Por eso, lo que es seguro es que todo se estropea cuando sientes que “la empresa no te comprende”. Y aquí da igual si el que «no cumple» eres tú o ella.
La gente se va de los jefes, se va de los proyectos, se va del mal ambiente… Pero lo que no escucho decir a quienes, en cualquiera de las modalidades “dejan” su trabajo, es que se han ido porque “la cultura de la empresa era tóxica”.
“La cultura corporativa” siempre será es un concepto demasiado intangible
Porque “la cultura corporativa” es como una especie de cajón de sastre en la que todo cabe y nada se encuentra. O bajas el término a comportamientos y a conceptos más concretos o no identificas motivos (ni para irte ni para quedarte) en ella.
Sin reglas, manifiestos o esquema de comportamientos y valores claros (que ojo, algunas pocas empresas sí tienen) no se puede entender lo que realmente hay detrás. Ni siquiera ver dónde quieren estar y qué es lo importante para ellas.
La mayoría, reconozcámoslo, no establecen una propuesta de valor ni medio clara hacia el empleado que le aporte un buen motivo para levantarse cada mañana.
Pero, «la cultura» es un buen chivo expiatorio. Tenga o no la culpa.
Todo es una cuestión de relaciones
Esta es la clave, porque en el fondo, las personas solo buscamos una cosa: relaciones sanas y “sostenibles”
Por encima del propósito, de la visión y hasta del sueldo, el meollo está siempre en el tema de las relaciones. Porque, somos seres relacionales y no sabemos definir del todo el sentido de una actividad si no hay un componente de valor o servicio para los demás.
El trabajo, por tanto, necesita de salud en lo relativo a compartir y a relacionarse.
Pero no son “las empresas” (así dicho en abstracto) quienes deben garantizar este contexto definiendo una “cultura corporativa”.
Las empresas no son otra cosa que las personas que en ellas trabajan.
Así es que esta labor nos toca a todos. Las organizaciones tendrán que dar, pero de la misma manera, todos somos responsables de pedir (o de lo que sucede cuando no lo hacemos).
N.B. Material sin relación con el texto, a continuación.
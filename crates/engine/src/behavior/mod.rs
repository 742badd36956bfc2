mod interp;
mod random;
mod wander;

pub use interp::{
    interpolation_factor, position_lerp, rotation_distance, rotation_slerp, yaw_degrees,
    yaw_rotation,
};
pub use random::{UniformSource, WanderRng};
pub use wander::{
    ArgumentIssue, ConfigIssue, TickOutcome, WanderBounds, WanderConfig, WanderError, Wanderer,
    DEFAULT_ARRIVAL_THRESHOLD, DEFAULT_GROUND_HEIGHT, DEFAULT_LERP_SPEED,
    DEFAULT_ROTATION_RANGE_DEGREES, RECOMMENDED_LERP_SPEED_RANGE,
};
Para poder aferrarnos a lo que no cambia, toca cambiar algunas cosas
En concreto, soy de las que piensan que hay algunos cambios de comportamiento (para hacer y para exigir) que comienzan a ser imprescindibles:
- Como el incorporar parámetros de medida y retribución complementarios a esos que han marcado las pautas de gestión en los últimos años. Teniendo en cuenta no solo a efectividad sino también la medida en que contribuimos a generar afectividad en nuestro entorno laboral ya sea con compañeros, jefes, subordinados, proveedores, personal administrativo y de servicios o clientes.
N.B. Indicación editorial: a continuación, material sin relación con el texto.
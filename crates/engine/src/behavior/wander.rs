use std::ops::RangeInclusive;

use glam::{Quat, Vec2, Vec3};
use serde::{Deserialize, Serialize};
use thiserror::Error;
use tracing::{debug, warn};

use crate::app::TransformAccess;

use super::interp::{interpolation_factor, position_lerp, rotation_slerp, yaw_rotation};
use super::random::UniformSource;

pub const DEFAULT_ROTATION_RANGE_DEGREES: f32 = 360.0;
pub const DEFAULT_LERP_SPEED: f32 = 0.05;
pub const RECOMMENDED_LERP_SPEED_RANGE: RangeInclusive<f32> = 0.01..=0.1;
pub const DEFAULT_ARRIVAL_THRESHOLD: f32 = 1.0;
pub const DEFAULT_GROUND_HEIGHT: f32 = 0.0;

/// Axis-aligned wander rectangle on the ground plane. `x` spans world X, `y` spans world Z.
#[derive(Debug, Clone, Copy, PartialEq, Serialize, Deserialize)]
#[serde(deny_unknown_fields)]
pub struct WanderBounds {
    pub min: Vec2,
    pub max: Vec2,
}

impl Default for WanderBounds {
    fn default() -> Self {
        Self {
            min: Vec2::ZERO,
            max: Vec2::new(10.0, 10.0),
        }
    }
}

impl WanderBounds {
    pub fn new(min: Vec2, max: Vec2) -> Self {
        Self { min, max }
    }

    /// Inclusive containment test on the ground plane; Y is ignored.
    pub fn contains_ground_point(&self, point: Vec3) -> bool {
        point.x >= self.min.x
            && point.x <= self.max.x
            && point.z >= self.min.y
            && point.z <= self.max.y
    }

    fn validate(&self) -> Result<(), ConfigIssue> {
        if !self.min.is_finite() || !self.max.is_finite() {
            return Err(ConfigIssue::NonFiniteBounds {
                min: self.min,
                max: self.max,
            });
        }
        if self.min.x > self.max.x {
            return Err(ConfigIssue::InvertedBounds {
                axis: 'x',
                min: self.min.x,
                max: self.max.x,
            });
        }
        if self.min.y > self.max.y {
            return Err(ConfigIssue::InvertedBounds {
                axis: 'y',
                min: self.min.y,
                max: self.max.y,
            });
        }
        if !(self.max - self.min).is_finite() {
            return Err(ConfigIssue::OversizedBounds {
                min: self.min,
                max: self.max,
            });
        }
        Ok(())
    }
}

#[derive(Debug, Clone, Copy, PartialEq, Serialize, Deserialize)]
#[serde(default, deny_unknown_fields)]
pub struct WanderConfig {
    pub bounds: WanderBounds,
    pub rotation_range_degrees: f32,
    pub lerp_speed: f32,
    pub arrival_threshold: f32,
    pub ground_height: f32,
}

impl Default for WanderConfig {
    fn default() -> Self {
        Self {
            bounds: WanderBounds::default(),
            rotation_range_degrees: DEFAULT_ROTATION_RANGE_DEGREES,
            lerp_speed: DEFAULT_LERP_SPEED,
            arrival_threshold: DEFAULT_ARRIVAL_THRESHOLD,
            ground_height: DEFAULT_GROUND_HEIGHT,
        }
    }
}

impl WanderConfig {
    pub fn validate(&self) -> Result<(), WanderError> {
        self.bounds.validate()?;
        if !self.rotation_range_degrees.is_finite() || self.rotation_range_degrees < 0.0 {
            return Err(ConfigIssue::RotationRange(self.rotation_range_degrees).into());
        }
        if !self.lerp_speed.is_finite() || self.lerp_speed <= 0.0 {
            return Err(ConfigIssue::LerpSpeed(self.lerp_speed).into());
        }
        if !self.arrival_threshold.is_finite() || self.arrival_threshold <= 0.0 {
            return Err(ConfigIssue::ArrivalThreshold(self.arrival_threshold).into());
        }
        if !self.ground_height.is_finite() {
            return Err(ConfigIssue::GroundHeight(self.ground_height).into());
        }
        Ok(())
    }
}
- Como el preocuparnos y ocuparnos por establecer relaciones (físicas y digitales) más empáticas y humanas. Haciendo que sea de nuevo protocolo (y mirando mal a quien se lo salte) volver a saludar, despedirse y preguntar por cuestiones de índole tanto personal como laboral cuando tenemos pistas de que preocupan y ocupan al colega. Sí también en un email y aunque lo contestes desde el móvil.
- Como el abrir debate, dándoles todas las vueltas que hagan falta, a nuestros por qué y para qué. Dejando un poco de lado ese foco excesivo que últimamente hemos puesto en los cómo. Volviendo a tener claro que los fondos importan tanto como las formas.
- Como el imponer acciones de ayuda y acompañamiento como una tarea más que no es perder el tiempo sino invertirlo. Y no solo esa “ayuda obligatoria” a quienes llegan nuevos (onboarding lo llaman ahora pero ni te presentan al equipo), sino a todos. Y de manera muy especial a esos jefes que, los pobres, acostumbrados al camino “de siempre” ahora no saben por dónde tirar.
- Y como el asumir que esto “el buen ambiente” es tarea de todos. Imponiendo la colaboración radical y la cocreación hasta en la más “sagrada” de las tareas: el liderazgo. Porque, insisto, ocupes el rol que ocupes, tienes capacidad para influir. Todos sumamos (o restamos).
No.
No hay «empresas con culturas tóxicas». Por bien que nos venga echarle la culpa a “la cultura».
Hay algunas (las menos) personas tóxicas. Y muchísimas (demasiadas) esperando que cambie el de al lado.
Te invito a pensarte lo de empezar predicando con tu ejemplo.